Spring 2009: Of Note

Kathy Kinlaw portrait

Kathy Kinlaw 79C 85T

Bryan Meltz

Ethics: Eight is Enough?

By Mary J. Loftus

How many babies are too many?

This question took on new life when, after the birth of the world’s longest-surviving octuplets in California, details began to emerge about the case: that Nadya Suleman would be a single mother, that she already had six children, including several that have special needs, and that the babies were conceived through in vitro fertilization (IVF).

Kathy Kinlaw 79C 85T, associate director of Emory’s Center for Ethics, was asked to lend her ethical insights to the debate, both nationally in a CNN interview and on an Emory panel as part of a series examining “Motherhood at the Intersection of Race and Class.”

The case, she says, raises very basic issues about whether one has a “right” to have children, as well as what the obligations to those children would be.

“We have learned a lot about in vitro fertilization over the years, and there are very clear limits on what is accepted practice,” Kinlaw said on CNN. “Given success rates in IVF and Ms. Suleman’s prior IVF pregnancies, current standards would call for no more than two embryos to be transferred.”
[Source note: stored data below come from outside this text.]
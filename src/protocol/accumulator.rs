//! Frame accumulator for reassembling frames from partial reads.
//!
//! Uses `bytes::BytesMut` as the pending buffer.
//! Implements a state machine over a single byte stream carrying two frame kinds:
//! - `Waiting`: No frame in progress, pending buffer is empty
//! - `ReadingText`: Scanning for `\r\n\r\n`
//! - `ReadingBinary`: Waiting for the 5-byte header, then for the declared payload
//!
//! Every `feed` drains all frames that are complete in the buffer before it
//! returns, so a caller never has to feed again to receive frames that have
//! already arrived.
//!
//! # Example
//!
//! ```
//! use frame_demux::{FrameAccumulator, FrameCollector};
//!
//! let mut acc = FrameAccumulator::new(FrameCollector::new());
//!
//! // Data arrives in arbitrary chunks
//! acc.feed(b"hi\r\n").unwrap();
//! acc.feed(b"\r\n$\x02\x00\x00\x00xy").unwrap();
//!
//! let frames = acc.into_sink().take_frames();
//! assert_eq!(frames.len(), 2);
//! assert!(frames[0].is_text());
//! assert_eq!(frames[1].payload(), b"xy");
//! ```

use bytes::{Buf, BytesMut};

use super::wire_format::{
    decode_binary_length, find_terminator, resume_offset, BINARY_HEADER_SIZE, TEXT_TERMINATOR,
};
use super::{Frame, FrameKind};
use crate::config::AccumulatorConfig;
use crate::error::{DemuxError, Result};
use crate::sink::FrameSink;

/// Internal state machine for frame parsing.
#[derive(Debug, Clone, Copy, PartialEq, Eq)]
enum State {
    /// No frame in progress.
    Waiting,
    /// Text frame in progress; `scanned` bytes were already searched.
    ReadingText { scanned: usize },
    /// Binary frame in progress; length is known once the header is complete.
    ReadingBinary { payload_len: Option<u32> },
}

/// Observable parser state.
#[derive(Debug, Clone, Copy, PartialEq, Eq)]
pub enum ParserState {
    /// No partial frame is buffered.
    Waiting,
    /// A text frame is partially buffered.
    ReadingText,
    /// A binary frame is partially buffered.
    ReadingBinary,
}

/// Accumulates incoming bytes and hands every completed frame to a sink.
///
/// One accumulator serves one logical stream. Dropping it discards any
/// partial frame.
pub struct FrameAccumulator<S: FrameSink> {
    /// Bytes received but not yet consumed into a frame.
    buffer: BytesMut,
    /// Current parsing state.
    state: State,
    /// Size limits.
    config: AccumulatorConfig,
    /// Consumer of completed frames.
    sink: S,
    /// Set once a size limit has failed the session.
    failed: bool,
}

impl<S: FrameSink> FrameAccumulator<S> {
    /// Create a new accumulator with default settings.
    ///
    /// Default capacity: 64KB, max frame size: 16MB.
    pub fn new(sink: S) -> Self {
        Self::with_config(sink, AccumulatorConfig::default())
    }

    /// Create a new accumulator with a custom max frame size.
    pub fn with_max_frame_size(sink: S, max_frame_size: usize) -> Self {
        Self::with_config(
            sink,
            AccumulatorConfig::default().with_max_frame_size(max_frame_size),
        )
    }

    /// Create a new accumulator from a full config.
    pub fn with_config(sink: S, config: AccumulatorConfig) -> Self {
        Self {
            buffer: BytesMut::with_capacity(config.initial_capacity),
            state: State::Waiting,
            config,
            sink,
            failed: false,
        }
    }

    /// Feed bytes into the accumulator and emit all complete frames.
    ///
    /// This is the main API for processing incoming data. Frames are handed
    /// to the sink in stream order before this returns. If data ends inside
    /// a frame, the partial frame is kept for the next call. An empty slice
    /// is a no-op.
    ///
    /// # Errors
    ///
    /// Returns `FrameTooLarge` or `TextFrameTooLarge` if a frame exceeds
    /// `max_frame_size`. The sink receives the same error via
    /// [`FrameSink::on_error`], the pending bytes are dropped, and every later
    /// call returns `SessionFailed` until [`reset`](Self::reset).
    pub fn feed(&mut self, data: &[u8]) -> Result<()> {
        if self.failed {
            return Err(DemuxError::SessionFailed);
        }
        if data.is_empty() {
            return Ok(());
        }

        self.buffer.extend_from_slice(data);

        loop {
            match self.try_extract_one() {
                Ok(Some(frame)) => self.sink.on_frame(frame),
                Ok(None) => return Ok(()),
                Err(e) => return Err(self.fail(e)),
            }
        }
    }

    /// Try to extract a single frame from the buffer.
    ///
    /// Returns:
    /// - `Ok(Some(frame))` if a complete frame was extracted
    /// - `Ok(None)` if more data is needed
    /// - `Err(...)` if a frame exceeds the configured size
    fn try_extract_one(&mut self) -> Result<Option<Frame>> {
        // Each pass either returns or advances the state, and the state can
        // only advance twice (Waiting -> ReadingBinary -> length known)
        // before returning.
        loop {
            match self.state {
                State::Waiting => {
                    let Some(&first) = self.buffer.first() else {
                        return Ok(None);
                    };
                    self.state = match FrameKind::detect(first) {
                        FrameKind::Binary => State::ReadingBinary { payload_len: None },
                        FrameKind::Text => State::ReadingText { scanned: 0 },
                    };
                    tracing::trace!(state = ?self.state, "frame started");
                }

                State::ReadingBinary { payload_len: None } => {
                    let Some(declared) = decode_binary_length(&self.buffer) else {
                        return Ok(None);
                    };

                    if declared as usize > self.config.max_frame_size {
                        return Err(DemuxError::FrameTooLarge {
                            declared,
                            max: self.config.max_frame_size,
                        });
                    }

                    self.state = State::ReadingBinary {
                        payload_len: Some(declared),
                    };
                }

                State::ReadingBinary {
                    payload_len: Some(len),
                } => {
                    let len = len as usize;
                    if self.buffer.len() < BINARY_HEADER_SIZE + len {
                        return Ok(None);
                    }

                    self.buffer.advance(BINARY_HEADER_SIZE);
                    let payload = self.buffer.split_to(len).freeze();
                    self.state = State::Waiting;

                    tracing::trace!(len, "binary frame complete");
                    return Ok(Some(Frame::new(FrameKind::Binary, payload)));
                }

                State::ReadingText { scanned } => {
                    let max = self.config.max_frame_size;

                    let Some(end) = find_terminator(&self.buffer, resume_offset(scanned)) else {
                        // Any terminator still to come starts at or after this offset.
                        let min_payload = resume_offset(self.buffer.len());
                        if min_payload > max {
                            return Err(DemuxError::TextFrameTooLarge {
                                buffered: min_payload,
                                max,
                            });
                        }
                        self.state = State::ReadingText {
                            scanned: self.buffer.len(),
                        };
                        return Ok(None);
                    };

                    if end > max {
                        return Err(DemuxError::TextFrameTooLarge { buffered: end, max });
                    }

                    let payload = self.buffer.split_to(end).freeze();
                    self.buffer.advance(TEXT_TERMINATOR.len());
                    self.state = State::Waiting;

                    tracing::trace!(len = end, "text frame complete");
                    return Ok(Some(Frame::new(FrameKind::Text, payload)));
                }
            }
        }
    }

    /// Report `error` to the sink and poison the session.
    fn fail(&mut self, error: DemuxError) -> DemuxError {
        tracing::warn!("Failing frame session: {}", error);
        self.sink.on_error(&error);
        self.buffer.clear();
        self.state = State::Waiting;
        self.failed = true;
        error
    }

    /// Discard any partial frame and clear a failed session.
    pub fn reset(&mut self) {
        tracing::debug!(discarded = self.buffer.len(), "accumulator reset");
        self.buffer.clear();
        self.state = State::Waiting;
        self.failed = false;
    }

    /// Get the current parser state.
    pub fn state(&self) -> ParserState {
        match self.state {
            State::Waiting => ParserState::Waiting,
            State::ReadingText { .. } => ParserState::ReadingText,
            State::ReadingBinary { .. } => ParserState::ReadingBinary,
        }
    }

    /// Declared payload length of the binary frame in progress.
    ///
    /// `None` unless a binary header has been fully received.
    pub fn declared_length(&self) -> Option<u32> {
        match self.state {
            State::ReadingBinary { payload_len } => payload_len,
            _ => None,
        }
    }

    /// Get the number of buffered bytes.
    pub fn len(&self) -> usize {
        self.buffer.len()
    }

    /// Check if the buffer is empty.
    pub fn is_empty(&self) -> bool {
        self.buffer.is_empty()
    }

    /// Whether a size limit has failed the session.
    pub fn is_failed(&self) -> bool {
        self.failed
    }

    /// Get the accumulator config.
    pub fn config(&self) -> &AccumulatorConfig {
        &self.config
    }

    /// Get a reference to the sink.
    pub fn sink(&self) -> &S {
        &self.sink
    }

    /// Get a mutable reference to the sink.
    pub fn sink_mut(&mut self) -> &mut S {
        &mut self.sink
    }

    /// Consume the accumulator, discarding any partial frame.
    pub fn into_sink(self) -> S {
        self.sink
    }
}

impl<S: FrameSink + Default> Default for FrameAccumulator<S> {
    fn default() -> Self {
        Self::new(S::default())
    }
}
Just as there are no legal limits applied to the size of natural families, Kinlaw believes we as a society should be wary of making regulations concerning the numbers of children born through IVF. But, she said on the panel, “I think there is a clear responsibility to protect the welfare of . . . a potential child. So, how you weigh those interests against the interests of a particular woman who wishes to have children is something we need to think carefully about.”

Economics come into play as well: IVF is costly (averaging $12,400 per cycle) as is providing care for premature infants. Most fertility clinics, including the Emory Reproductive Center, offer counseling to women or couples wishing to have IVF, so they can understand the risks both to the babies and the mother, Kinlaw said.